YOUR GOAL:
Within the records, which lines hold the string "BrowserConfig"? Report each one by copying it.

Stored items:
--

//! Configuration module for Cloudshelf.
//!
//! Provides typed configuration structs that map to the YAML configuration file,
//! with loading, validation, defaults, and a builder pattern for programmatic use.

use std::path::{Path, PathBuf};
use std::time::Duration;

use serde::{Deserialize, Serialize};

/// Settings key under which the account set is persisted by default.
pub const DEFAULT_ACCOUNTS_KEY: &str = "CloudAccounts";

// ---------------------------------------------------------------------------
// Config struct with sub-sections
// ---------------------------------------------------------------------------

/// Top-level configuration for Cloudshelf.
#[derive(Debug, Clone, Default, Serialize, Deserialize)]
#[serde(default)]
pub struct Config {
    pub storage: StorageConfig,
    pub timeouts: TimeoutConfig,
    pub browser: BrowserConfig,
    pub mock: MockConfig,
    pub logging: LoggingConfig,
}

/// Where registry state is persisted.
#[derive(Debug, Clone, Serialize, Deserialize)]
#[serde(default)]
pub struct StorageConfig {
    /// SQLite database backing the settings store.
    pub database: PathBuf,
    /// Settings key holding the serialized account set.
    pub accounts_key: String,
}

/// Per-operation deadlines for adapter calls, in seconds.
///
/// A call exceeding its deadline fails with a network error.
#[derive(Debug, Clone, Serialize, Deserialize)]
#[serde(default)]
pub struct TimeoutConfig {
    /// `authenticate`, `sign_out` and `get_account_info`.
    pub auth: u64,
    /// `list_files`.
    pub list: u64,
    /// `download_file` and `upload_file`.
    pub transfer: u64,
    /// Folder creation, delete, rename, move and copy.
    pub mutate: u64,
    /// `search_files`.
    pub search: u64,
}

/// File browser behaviour.
#[derive(Debug, Clone, Serialize, Deserialize)]
#[serde(default)]
pub struct BrowserConfig {
    /// Sort listings and search results case-insensitively by name.
    pub sort_by_name: bool,
    /// Keep the last good listing when reloading a directory fails.
    pub preserve_listing_on_error: bool,
}

/// Settings for the in-memory provider adapter.
#[derive(Debug, Clone, Serialize, Deserialize)]
#[serde(default)]
pub struct MockConfig {
    /// Simulated latency added to every adapter call, in milliseconds.
    pub latency_ms: u64,
    /// Maximum number of search results before the result set is truncated.
    pub max_search_results: usize,
    /// Email of the simulated user.
    pub email: String,
    /// Display name of the simulated user.
    pub display_name: String,
}

/// Logging / tracing settings.
#[derive(Debug, Clone, Serialize, Deserialize)]
#[serde(default)]
pub struct LoggingConfig {
    /// Log level: `trace`, `debug`, `info`, `warn`, or `error`.
    pub level: String,
    /// Emit JSON log lines instead of human-readable output.
    pub json: bool,
}

// ---------------------------------------------------------------------------
// Config::load()
// ---------------------------------------------------------------------------

impl Config {
    /// Load configuration from a YAML file at `path`.
    pub fn load(path: &Path) -> anyhow::Result<Self> {
        let content = std::fs::read_to_string(path)?;
        let config: Config = serde_yaml::from_str(&content)?;
        Ok(config)
    }

    /// Try to load from `path`; fall back to [`Config::default`] on any error.
    pub fn load_or_default(path: &Path) -> Self {
        match Self::load(path) {
            Ok(config) => config,
            Err(e) => {
                tracing::debug!(path = %path.display(), error = %e, "Using default configuration");
                Self::default()
            }
        }
    }

    /// Platform-appropriate default path for the configuration file.
    ///
    /// Typically `$XDG_CONFIG_HOME/cloudshelf/config.yaml` on Linux.
    pub fn default_path() -> PathBuf {
        dirs::config_dir()
            .unwrap_or_else(|| PathBuf::from("~/.config"))
            .join("cloudshelf")
            .join("config.yaml")
    }
}

// ---------------------------------------------------------------------------
// Defaults
// ---------------------------------------------------------------------------

impl Default for StorageConfig {
    fn default() -> Self {
        Self {
            database: dirs::data_local_dir()
                .unwrap_or_else(|| PathBuf::from("~/.local/share"))
                .join("cloudshelf")
                .join("settings.db"),
            accounts_key: DEFAULT_ACCOUNTS_KEY.to_string(),
        }
    }
}

impl Default for TimeoutConfig {
    fn default() -> Self {
        Self {
            auth: 60,
            list: 30,
            transfer: 120,
            mutate: 30,
            search: 30,
        }
    }
}

impl TimeoutConfig {
    pub fn auth(&self) -> Duration {
        Duration::from_secs(self.auth)
    }

    pub fn list(&self) -> Duration {
        Duration::from_secs(self.list)
    }

    pub fn transfer(&self) -> Duration {
        Duration::from_secs(self.transfer)
    }

    pub fn mutate(&self) -> Duration {
        Duration::from_secs(self.mutate)
    }

    pub fn search(&self) -> Duration {
        Duration::from_secs(self.search)
    }
}

impl Default for BrowserConfig {
    fn default() -> Self {
        Self {
            sort_by_name: true,
            preserve_listing_on_error: false,
        }
    }
}

impl Default for MockConfig {
    fn default() -> Self {
        Self {
            latency_ms: 0,
            max_search_results: 100,
            email: "user@example.com".to_string(),
            display_name: "Demo User".to_string(),
        }
    }
}

impl Default for LoggingConfig {
    fn default() -> Self {
        Self {
            level: "info".to_string(),
            json: false,
        }
    }
}

// ---------------------------------------------------------------------------
// Config::validate()
// ---------------------------------------------------------------------------

/// A single validation error found in the configuration.
#[derive(Debug, Clone, PartialEq, Eq)]
pub struct ValidationError {
    /// Dotted path to the offending field, e.g. `"timeouts.list"`.
    pub field: String,
    /// Human-readable explanation.
    pub message: String,
}

impl std::fmt::Display for ValidationError {
    fn fmt(&self, f: &mut std::fmt::Formatter<'_>) -> std::fmt::Result {
        write!(f, "{}: {}", self.field, self.message)
    }
}

/// Valid values for `logging.level`.
const VALID_LOG_LEVELS: &[&str] = &["trace", "debug", "info", "warn", "error"];

impl Config {
    /// Validate the configuration and return all errors found.
    ///
    /// An empty vector means the configuration is valid.
    pub fn validate(&self) -> Vec<ValidationError> {
        let mut errors = Vec::new();

        // --- storage ---
        if self.storage.accounts_key.trim().is_empty() {
            errors.push(ValidationError {
                field: "storage.accounts_key".into(),
                message: "must not be empty".into(),
            });
        }
        if self.storage.database.as_os_str().is_empty() {
            errors.push(ValidationError {
                field: "storage.database".into(),
                message: "must not be empty".into(),
            });
        }

        // --- timeouts ---
        let timeouts = [
            ("timeouts.auth", self.timeouts.auth),
            ("timeouts.list", self.timeouts.list),
            ("timeouts.transfer", self.timeouts.transfer),
            ("timeouts.mutate", self.timeouts.mutate),
            ("timeouts.search", self.timeouts.search),
        ];
        for (field, value) in timeouts {
            if value == 0 {
                errors.push(ValidationError {
                    field: field.into(),
                    message: "must be greater than 0".into(),
                });
            }
        }

        // --- mock ---
        if self.mock.max_search_results == 0 {
            errors.push(ValidationError {
                field: "mock.max_search_results".into(),
                message: "must be greater than 0".into(),
            });
        }
        if !self.mock.email.contains('@') {
            errors.push(ValidationError {
                field: "mock.email".into(),
                message: format!("not an email address: '{}'", self.mock.email),
            });
        }

        // --- logging ---
        if !VALID_LOG_LEVELS.contains(&self.logging.level.as_str()) {
            errors.push(ValidationError {
                field: "logging.level".into(),
                message: format!(
                    "invalid level '{}'; valid options: {}",
                    self.logging.level,
                    VALID_LOG_LEVELS.join(", ")
                ),
            });
        }

        errors
    }
}

// ---------------------------------------------------------------------------
// ConfigBuilder
// ---------------------------------------------------------------------------

/// Builder for constructing a [`Config`] programmatically.
///
/// Starts from [`Config::default`] and allows selective overrides.
///
/// # Example
///
/// ```rust,no_run
/// use cloudshelf_core::config::ConfigBuilder;
///
/// let config = ConfigBuilder::new()
///     .timeouts_list(10)
///     .browser_preserve_listing_on_error(true)
///     .logging_level("debug")
///     .build();
/// ```
#[derive(Debug, Clone)]
pub struct ConfigBuilder {
    config: Config,
}

impl ConfigBuilder {
    /// Create a new builder initialised with [`Config::default`] values.
    pub fn new() -> Self {
        Self {
            config: Config::default(),
        }
    }

    // --- storage ---

    pub fn storage_database(mut self, path: PathBuf) -> Self {
        self.config.storage.database = path;
        self
    }

    pub fn storage_accounts_key(mut self, key: impl Into<String>) -> Self {
        self.config.storage.accounts_key = key.into();
        self
    }

    // --- timeouts ---

    pub fn timeouts_auth(mut self, seconds: u64) -> Self {
        self.config.timeouts.auth = seconds;
        self
    }

    pub fn timeouts_list(mut self, seconds: u64) -> Self {
        self.config.timeouts.list = seconds;
        self
    }

    pub fn timeouts_transfer(mut self, seconds: u64) -> Self {
        self.config.timeouts.transfer = seconds;
        self
    }

    pub fn timeouts_mutate(mut self, seconds: u64) -> Self {
        self.config.timeouts.mutate = seconds;
        self
    }

    pub fn timeouts_search(mut self, seconds: u64) -> Self {
        self.config.timeouts.search = seconds;
        self
    }

    // --- browser ---

    pub fn browser_sort_by_name(mut self, sort: bool) -> Self {
        self.config.browser.sort_by_name = sort;
        self
    }

    pub fn browser_preserve_listing_on_error(mut self, preserve: bool) -> Self {
        self.config.browser.preserve_listing_on_error = preserve;
        self
    }

    // --- mock ---

    pub fn mock_latency_ms(mut self, ms: u64) -> Self {
        self.config.mock.latency_ms = ms;
        self
    }

    pub fn mock_max_search_results(mut self, n: usize) -> Self {
        self.config.mock.max_search_results = n;
        self
    }

    pub fn mock_identity(mut self, email: impl Into<String>, display_name: impl Into<String>) -> Self {
        self.config.mock.email = email.into();
        self.config.mock.display_name = display_name.into();
        self
    }

    // --- logging ---

    pub fn logging_level(mut self, level: impl Into<String>) -> Self {
        self.config.logging.level = level.into();
        self
    }

    pub fn logging_json(mut self, json: bool) -> Self {
        self.config.logging.json = json;
        self
    }

    // --- build ---

    /// Consume the builder and return the finished [`Config`].
    pub fn build(self) -> Config {
        self.config
    }

    /// Build and validate in one step. Returns `Err` with the list of
    /// validation errors if the configuration is invalid.
    pub fn build_validated(self) -> Result<Config, Vec<ValidationError>> {
        let config = self.build();
        let errors = config.validate();
        if errors.is_empty() {
            Ok(config)
        } else {
            Err(errors)
        }
    }
}

impl Default for ConfigBuilder {
    fn default() -> Self {
        Self::new()
    }
}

--

ANSWER TO THIS TASK:
    pub browser: BrowserConfig,
pub struct BrowserConfig {
impl Default for BrowserConfig {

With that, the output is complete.